Spline models can be fit with the existing `model_fit` argument. The original variable is retained in the simulated data, so the fitted model can use the same formula syntax with `ns()` or `bs()`.

```{r ns_model_fit}
set.seed(321)

sim_arguments_fit <- list(
  formula = y ~ 1 + x1 + ns(x2, df = 4),
  fixed = list(
    x1 = list(var_type = 'continuous', mean = 0, sd = 1),
    x2 = list(var_type = 'continuous', mean = 0, sd = 1)
  ),
  error = list(variance = 1),
  sample_size = 100,
  reg_weights = list(
    `(Intercept)` = 0,
    x1 = 0.25,
    `ns(x2, df = 4)` = c(0.75, 0.5, 0, 0)
  ),
  model_fit = list(model_function = 'lm')
)

fit <- simulate_fixed(data = NULL, sim_arguments_fit) |>
  simulate_error(sim_arguments_fit) |>
  generate_response(sim_arguments_fit) |>
  model_fit(sim_arguments_fit)

broom::tidy(fit)
```

# Power Simulation

Spline models can also be used with the existing power simulation workflow.

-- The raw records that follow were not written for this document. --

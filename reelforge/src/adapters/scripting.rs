//! Script synthesis stage.

use super::{StageAdapter, StageContext, StageOutcome, StageOutput};
use crate::dashboard::RowPatch;
use crate::providers::TextGenerator;
use crate::resilience::CallError;
use crate::state::{Item, Stage};
use crate::store::{ArtifactKind, ItemLockGuard};
use async_trait::async_trait;
use std::sync::Arc;
use tracing::info;

/// Turns the approved concept into a narration script artifact.
pub struct ScriptingAdapter {
    textgen: Arc<dyn TextGenerator>,
}

impl ScriptingAdapter {
    pub fn new(textgen: Arc<dyn TextGenerator>) -> Self {
        Self { textgen }
    }
}

#[async_trait]
impl StageAdapter for ScriptingAdapter {
    fn stage(&self) -> Stage {
        Stage::Scripting
    }

    async fn execute(
        &self,
        ctx: &StageContext,
        guard: &ItemLockGuard,
        item: &Item,
    ) -> Result<StageOutcome, CallError> {
        let seed = item.fingerprint(Stage::Scripting);
        let script = self
            .textgen
            .generate_script(&item.concept_text, &seed)
            .await?;

        let mut slot = ctx
            .store
            .begin(ArtifactKind::Script, &item.item_id)
            .map_err(|e| CallError::Unexpected {
                message: format!("artifact slot: {}", e),
            })?;
        slot.write_all(script.as_bytes())
            .map_err(|e| CallError::Unexpected {
                message: format!("script write: {}", e),
            })?;
        let record = slot
            .finalize(guard, Stage::Scripting.as_str())
            .map_err(|e| CallError::Unexpected {
                message: format!("script finalize: {}", e),
            })?;

        info!(
            item_id = %item.item_id,
            words = script.split(' ').count(),
            "script produced"
        );
        Ok(StageOutcome::Completed(StageOutput {
            artifacts: vec![record],
            patch: RowPatch {
                script: Some(script),
                ..Default::default()
            },
            ..Default::default()
        }))
    }
}

#[cfg(test)]
mod tests {
    use super::super::testutil::test_ctx;
    use super::*;
    use crate::providers::MetadataDraft;
    use crate::state::ItemSource;
    use crate::store::ItemLocks;
    use tempfile::TempDir;

    struct FixedScript(String);

    #[async_trait]
    impl TextGenerator for FixedScript {
        async fn generate_ideas(&self, _count: usize) -> Result<Vec<String>, CallError> {
            unimplemented!("not used")
        }
        async fn generate_script(&self, _title: &str, _key: &str) -> Result<String, CallError> {
            Ok(self.0.clone())
        }
        async fn generate_metadata(
            &self,
            _title: &str,
            _script: &str,
            _key: &str,
        ) -> Result<MetadataDraft, CallError> {
            unimplemented!("not used")
        }
    }

    #[tokio::test]
    async fn produces_script_artifact_and_cell() {
        let dir = TempDir::new().unwrap();
        let ctx = test_ctx(&dir);
        let locks = ItemLocks::new();
        let guard = locks.acquire("I1").await;
        let item = Item::new("I1", ItemSource::AiIdeation, "Three Morning Habits");

        let script = "sentence ".repeat(160).trim().to_string();
        let adapter = ScriptingAdapter::new(Arc::new(FixedScript(script.clone())));
        let outcome = adapter.execute(&ctx, &guard, &item).await.unwrap();

        let StageOutcome::Completed(output) = outcome else {
            panic!("expected completion");
        };
        assert_eq!(output.artifacts.len(), 1);
        let record = &output.artifacts[0];
        assert_eq!(record.kind, "script");
        assert!(record.path.exists());
        assert_eq!(output.patch.script.as_deref(), Some(script.as_str()));
    }

    #[tokio::test]
    async fn provider_failure_propagates() {
        struct Failing;
        #[async_trait]
        impl TextGenerator for Failing {
            async fn generate_ideas(&self, _count: usize) -> Result<Vec<String>, CallError> {
                unimplemented!()
            }
            async fn generate_script(&self, _t: &str, _k: &str) -> Result<String, CallError> {
                Err(CallError::Client {
                    status: 400,
                    message: "invalid prompt".into(),
                })
            }
            async fn generate_metadata(
                &self,
                _t: &str,
                _s: &str,
                _k: &str,
            ) -> Result<MetadataDraft, CallError> {
                unimplemented!()
            }
        }

        let dir = TempDir::new().unwrap();
        let ctx = test_ctx(&dir);
        let locks = ItemLocks::new();
        let guard = locks.acquire("I1").await;
        let item = Item::new("I1", ItemSource::AiIdeation, "t");

        let err = ScriptingAdapter::new(Arc::new(Failing))
            .execute(&ctx, &guard, &item)
            .await
            .unwrap_err();
        assert!(matches!(err, CallError::Client { status: 400, .. }));
    }
}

Each
spline basis coefficient is returned as its own model term in the fitted model,
for example `ns(x2, df = 4)1` through `ns(x2, df = 4)4`. Alternative power
thresholds should be named by the fitted model terms returned by `broom::tidy()`.

```{r ns_power}
set.seed(321)

sim_arguments_power <- list(
  formula = y ~ 1 + x1 + ns(x2, df = 4),
  fixed = list(
    x1 = list(var_type = 'continuous', mean = 0, sd = 1),
    x2 = list(var_type = 'continuous', mean = 0, sd = 1)
  ),
  error = list(variance = 1),
  sample_size = 80,
  reg_weights = list(
    `(Intercept)` = 0,
    x1 = 0.25,
    `ns(x2, df = 4)` = c(0.75, 0.5, 0, 0)
  ),
  model_fit = list(model_function = 'lm'),
  power = list(
    thresholds = list(
      x1 = 0.25,
      `ns(x2, df = 4)1` = c(0.5, 0.75),
      `ns(x2, df = 4)2` = 0.5
    )
  ),
  replications = 10,
  extract_coefficients = TRUE
)

power_out <- replicate_simulation(sim_arguments_power)

compute_statistics(
  power_out,
  sim_arguments_power,
  type_1_error = FALSE,
  alternative_power = TRUE
)
```

Random effects can be included with spline fixed effects using the existing random-effect syntax. For example, `y ~ 1 + ns(time, df = 4) + (1 | id)` adds a random intercept while keeping the spline as a fixed-effect term.